And the malaise has spread into all age groups and all classes. No one, for example waits a few seconds to let older people pass anymore. Everyone is in a tearing hurry, in this age of instant gratification, and anyone – old people, kids, or people who are ill --- who can’t keep up will be trampled underfoot or shoved to the side. And this is not true only of the “office time” rush hour when people seem totally blind to anything else, but happens at any time of day or night. Not only do we shove past anyone who is moving at a pace fractionally slower than ours, we don’t even have the manners to say “excuse me” when we do! No one, and I mean no one – youngsters, mature people, men, women, -- ever offers their seat to an elderly person in a bus or a train anymore.

This has become so much of a rare occurrence, that when I did so recently, in the Shatabdi Express, a supposedly up-market train, the lady I gave up my seat to was completely astonished! We seem to all be coming from a “plane” of entitlement. We feel that this is “MINE”, “I deserve it, I got to it first, so why should I give it up?” its immaterial if it is a 20-year-old sitting, while an 80-year old, or a pregnant woman, or someone carrying a lot of stuff and older, might be standing precariously in the rapidly lurching behemoth. We have ladies seats in buses. However, no seats reserved for the elderly. And, this has happened with me, when I give up the seat to an elderly male passenger struggling with bags, he was argued and scolded out of his seat by a 23-24 year old at the nest stop who insisted that she had more right to the seat because it was reserved for “ladies”! Very un-lady-like behaviour as far as I could see.

We also don’t have basic table and social manners. We shove, sneeze, cough, burp and belch in public, all without seeing any need to either cover our mouths or apologise. We chew with our mouths wide open, and we pick remnants of chicken from between the teeth with a toothpick, without feeling the slightest need to cover up the gaping orifice. Since this is not a big deal to us personally, and since we don’t notice this kind of uncouth behaviour in others, we assume we have the right to treat all and sundry to an excellent view of our gullet with half masticated food…. Surely they find it fascinating!

In a supermarket…the lack of manners is worse. Supermarkets are quite a recent concept, and most of us have no clue of the rules of etiquette necessary to negotiate through these places without being a total barbarian. We park our carts in the middle of the aisle while we browse the shelves on both sides, blocking the entire stretch to anyone else. We let our kids loose to run around, cannoning into people, carts, and shelves, and driving the attendants up a wall.

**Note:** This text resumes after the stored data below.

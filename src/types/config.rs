use super::time_slot::SCHEDULABLE_PERIOD_RANGE;
use super::workload::DEFAULT_MAX_WEEKLY_PERIODS_PER_TEACHER;
use serde::{Deserialize, Serialize};
use std::collections::HashSet;

pub const MAX_CONSECUTIVE_SAME_SUBJECT: u32 = 2;
pub const MAX_BACKTRACK_ATTEMPTS_PER_DEMAND: u32 = 3;

/// The designated standing-reservation window: every weekday at this
/// period is reserved for upper-level classes once the regular search is
/// done (spec.md §4.6).
#[derive(Debug, Clone, Serialize, Deserialize)]
pub struct StandingReservationConfig {
    pub period: u32,
    #[serde(default = "default_placeholder_subject")]
    pub placeholder_subject_id: String,
    #[serde(default = "default_placeholder_teacher")]
    pub placeholder_teacher_id: String,
}

fn default_placeholder_subject() -> String {
    "standing-reservation".to_string()
}

fn default_placeholder_teacher() -> String {
    "unassigned".to_string()
}

impl Default for StandingReservationConfig {
    fn default() -> Self {
        Self {
            period: 13,
            placeholder_subject_id: default_placeholder_subject(),
            placeholder_teacher_id: default_placeholder_teacher(),
        }
    }
}

/// Tunables for a scheduling run, loaded from an optional `config.toml`
/// (mirroring the teacher crate's `ScheduleConfig`/`load_config_or_default`).
#[derive(Debug, Clone, Serialize, Deserialize)]
pub struct SchedulerConfig {
    /// Class levels ("upper levels") that receive standing reservations,
    /// e.g. {"S1", "S2", "S3", "S4", "S5", "S6"}.
    #[serde(default = "default_upper_levels")]
    pub upper_levels: HashSet<String>,
    #[serde(default)]
    pub standing_reservation: Option<StandingReservationConfig>,
    /// Subjects flagged as high-load, scheduled earlier (spec.md §4.3 tier 3).
    #[serde(default)]
    pub high_load_subjects: HashSet<String>,
    #[serde(default = "default_weekly_cap")]
    pub default_max_weekly_periods: u32,
}

fn default_upper_levels() -> HashSet<String> {
    ["S1", "S2", "S3", "S4", "S5", "S6"]
        .iter()
        .map(|s| s.to_string())
        .collect()
}

fn default_weekly_cap() -> u32 {
    DEFAULT_MAX_WEEKLY_PERIODS_PER_TEACHER
}

impl Default for SchedulerConfig {
    fn default() -> Self {
        Self {
            upper_levels: default_upper_levels(),
            standing_reservation: Some(StandingReservationConfig::default()),
            high_load_subjects: ["math", "physics"].iter().map(|s| s.to_string()).collect(),
            default_max_weekly_periods: DEFAULT_MAX_WEEKLY_PERIODS_PER_TEACHER,
        }
    }
}

impl SchedulerConfig {
    pub fn is_upper_level(&self, level: &str) -> bool {
        self.upper_levels.contains(level)
    }

    pub fn is_high_load_subject(&self, subject_name: &str) -> bool {
        self.high_load_subjects
            .iter()
            .any(|s| s.eq_ignore_ascii_case(subject_name))
    }
}

/// All input data bundled together for a single run.
#[derive(Debug, Clone)]
pub struct ScheduleInput {
    pub time_slots: Vec<super::TimeSlot>,
    pub teachers: Vec<super::TeacherProfile>,
    pub classes: Vec<super::ClassRecord>,
    pub demands: Vec<super::LessonDemand>,
}

impl ScheduleInput {
    pub fn schedulable_slots(&self) -> Vec<&super::TimeSlot> {
        self.time_slots.iter().filter(|s| s.is_schedulable()).collect()
    }
}

/// Re-exported for callers that want the constant without importing
/// `types::time_slot` directly.
pub fn schedulable_period_range() -> std::ops::RangeInclusive<u32> {
    SCHEDULABLE_PERIOD_RANGE
}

We block an entire shelf while six of us have a “family conference” about which brand of coffee to buy. If there is even one person in front of the canned soup, we think nothing of reaching over their shoulders, or under their arms, to snap up that can of our favourite, before They decide they want them all.

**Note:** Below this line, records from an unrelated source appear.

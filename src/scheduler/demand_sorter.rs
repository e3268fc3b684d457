use crate::types::{LessonDemand, LessonKind, ModuleCategory, PreferredSession, SchedulerConfig};

/// Orders demands least-flexible first (spec.md §4.3). The sort is
/// stable, so a fixed input list always produces the same output order
/// (spec.md §8 invariant 8, determinism).
pub fn sort_demands(demands: &mut [LessonDemand], config: &SchedulerConfig) {
    demands.sort_by(|a, b| sort_key(a, config).cmp(&sort_key(b, config)));
}

type SortKey = (u8, u8, u8, u8, u8, i64, i64, String, String);

fn sort_key(demand: &LessonDemand, config: &SchedulerConfig) -> SortKey {
    let period_count_category = match demand.periods_per_week {
        1 | 2 => 0u8,
        n if n >= 5 => 1u8,
        3 | 4 => 2u8,
        _ => 3u8,
    };

    let kind_rank = match demand.lesson_kind {
        LessonKind::Vocational => 0u8,
        LessonKind::Regular => 1u8,
    };

    let module_rank = match demand.module_category {
        Some(ModuleCategory::Specific) => 0u8,
        Some(ModuleCategory::General) => 1u8,
        Some(ModuleCategory::Complementary) => 2u8,
        None => 3u8,
    };

    let session_rank = match demand.preferred_session {
        PreferredSession::Morning => 0u8,
        _ => 1u8,
    };

    let subject_priority_rank = if config.is_high_load_subject(&demand.subject_name) {
        0u8
    } else {
        1u8
    };

    let explicit_priority_rank = -(demand.priority as i64);
    let total_periods_rank = -(demand.periods_per_week as i64);

    (
        period_count_category,
        kind_rank,
        module_rank,
        session_rank,
        subject_priority_rank,
        explicit_priority_rank,
        total_periods_rank,
        demand.class_id.0.clone(),
        demand.subject.key(),
    )
}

This last transgression is a factor of another major lack in our concepts. The idea of personal space. Living in an overcrowded developing nation, traveling cheek-by-jowl in buses and trains bursting at the seams, and being brought up in a culture that gives zero importance to the individual, and places full emphasis on family, community, and so on, we never learn the idea. Yet, the people we are now interacting with and working with have a very clear, and strongly held, belief in personal space! We DON’T get the fact that getting too close, physically, makes most foreigners, and some urban Indians, very uncomfortable.

The same social structures also make us nosy and over-familiar. A French friend of mine, a woman of a certain age, always found it extremely offensive that Indians, after about half an hour of acquaintance, asked her why she wasn’t married yet, and whether she was seeing someone. This is a common issue. Culturally, we place so much importance on marriage, and have so few boundaries, that we don’t realise how personal a question of this sort is to the rest of the world! A close friend might ask something like that, but not a passing acquaintance or someone in a more formal social situation!

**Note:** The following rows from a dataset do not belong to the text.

use super::{ClassId, Day, TeacherId};
use std::collections::{HashMap, HashSet};

/// Two co-maintained mappings from teacher-id/class-id to the set of
/// (day, period) keys they occupy. Authoritative in-memory truth during a
/// run; owned exclusively by the active `SchedulerState`.
#[derive(Debug, Clone, Default)]
pub struct OccupancyIndex {
    teacher: HashMap<TeacherId, HashSet<(Day, u32)>>,
    class: HashMap<ClassId, HashSet<(Day, u32)>>,
}

impl OccupancyIndex {
    pub fn new() -> Self {
        Self::default()
    }

    pub fn is_teacher_free(&self, teacher_id: &TeacherId, day: Day, period: u32) -> bool {
        !self
            .teacher
            .get(teacher_id)
            .is_some_and(|s| s.contains(&(day, period)))
    }

    pub fn is_class_free(&self, class_id: &ClassId, day: Day, period: u32) -> bool {
        !self
            .class
            .get(class_id)
            .is_some_and(|s| s.contains(&(day, period)))
    }

    /// Marks (day, period) occupied for both the teacher and the class.
    /// Invariant 1 (spec.md §3) is established here: every commit writes
    /// both sides together.
    pub fn occupy(&mut self, teacher_id: &TeacherId, class_id: &ClassId, day: Day, period: u32) {
        self.teacher
            .entry(teacher_id.clone())
            .or_default()
            .insert((day, period));
        self.class
            .entry(class_id.clone())
            .or_default()
            .insert((day, period));
    }

    pub fn teacher_day_count(&self, teacher_id: &TeacherId, day: Day) -> usize {
        self.teacher
            .get(teacher_id)
            .map(|s| s.iter().filter(|(d, _)| *d == day).count())
            .unwrap_or(0)
    }

    pub fn class_day_count(&self, class_id: &ClassId, day: Day) -> usize {
        self.class
            .get(class_id)
            .map(|s| s.iter().filter(|(d, _)| *d == day).count())
            .unwrap_or(0)
    }

    /// Bounded snapshot: only the affected teacher's and class's sets, not
    /// the whole index (spec.md §9 Design Notes).
    pub fn snapshot_pair(
        &self,
        teacher_id: &TeacherId,
        class_id: &ClassId,
    ) -> (HashSet<(Day, u32)>, HashSet<(Day, u32)>) {
        (
            self.teacher.get(teacher_id).cloned().unwrap_or_default(),
            self.class.get(class_id).cloned().unwrap_or_default(),
        )
    }

    pub fn restore_pair(
        &mut self,
        teacher_id: &TeacherId,
        class_id: &ClassId,
        teacher_set: HashSet<(Day, u32)>,
        class_set: HashSet<(Day, u32)>,
    ) {
        self.teacher.insert(teacher_id.clone(), teacher_set);
        self.class.insert(class_id.clone(), class_set);
    }
}

#[cfg(test)]
mod tests {
    use super::*;

    #[test]
    fn occupy_marks_both_sides() {
        let mut idx = OccupancyIndex::new();
        let t = TeacherId("t1".into());
        let c = ClassId("c1".into());
        idx.occupy(&t, &c, Day::Monday, 1);

        assert!(!idx.is_teacher_free(&t, Day::Monday, 1));
        assert!(!idx.is_class_free(&c, Day::Monday, 1));
        assert!(idx.is_teacher_free(&t, Day::Tuesday, 1));
    }

    #[test]
    fn snapshot_restore_round_trips() {
        let mut idx = OccupancyIndex::new();
        let t = TeacherId("t1".into());
        let c = ClassId("c1".into());
        idx.occupy(&t, &c, Day::Monday, 1);

        let (tset, cset) = idx.snapshot_pair(&t, &c);
        idx.occupy(&t, &c, Day::Tuesday, 1);
        assert!(!idx.is_teacher_free(&t, Day::Tuesday, 1));

        idx.restore_pair(&t, &c, tset, cset);
        assert!(idx.is_teacher_free(&t, Day::Tuesday, 1));
        assert!(!idx.is_teacher_free(&t, Day::Monday, 1));
    }
}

Along the same lines, a couple, married for about four years, always complained of how everyone not only asked about why they were not having kids, but also assumed there was a problem, and offered a plethora of unwanted advice! The idea of a couple “choosing” to wait some time before procreating, or “choosing” not to have kids seems to be something we cannot grasp. In our system, by the time you are 30, if not before, it’s a given that marriage is the next step. And since this marriage is usually with a total stranger you know nothing about and care less about, the only purpose of marriage is to “have issues”. The concepts of consolidating a relationship before taking on a huge, lifelong responsibility does not exist. After all, having kids is something everyone HAS to do, and as for bringing them up? “bacche to pal hi jate hain”

The list is virtually endless, and I encounter more and more examples every day! To mention them all here would only lengthen this far beyond the immense length it has already managed to acquire. So many little things escape us, because of our total unfamiliarity with the politeness principle, and basic civic sense, but they all affect the way people around the world look at us, deal with us, and feel around us. Seemingly small, tiny, things can leave a bad taste in the mouth for the visitor or foreign colleague. It ranges from the way we speak, what we say, to body language and “nosiness”. Considering that India is going all out in a bid to be a global power, and Indians becoming more and more “unconfined”, maybe it’s time we paid a little attention to how we present ourselves to the world, and how we interact with its members.

1 comment:

  1. hi - one of my good friend forwarded me this blog & i wrote back to him; copying the same here

    excuse typo ...sorry;

    thanks mate for sharing this - & much appreciate the fact that u had forwarded this to me - .... let me add a couple of things;

    this article seems to be an expression borne from a lot of personal experiences ; some of the para's in the middle are as if I have written & are very similar to the thoughts which I have been experiencing... it is so true;

    I am now working in an environment & with ppl where in we have to interact with ppl of multi cultural aspects and each & every word from the article are so factual; when ever I travel they perceive me first as an Indian & then my professional identification; "Indian" ahh !! "they come from a sweat shop; no manners & have no idea of plan & structure" .."we have taught them & we have to repeat"....in many cases the Westners always have an undertone to prefer others than Indian....the indian who are freshly grinned with mammoth degrees out of indian colleges ...because it will take sometime for them & for us to come to common ground where we can "talk" properly .... at business dinner meets; Ohh !! indian's are disastrous .... let me stop here...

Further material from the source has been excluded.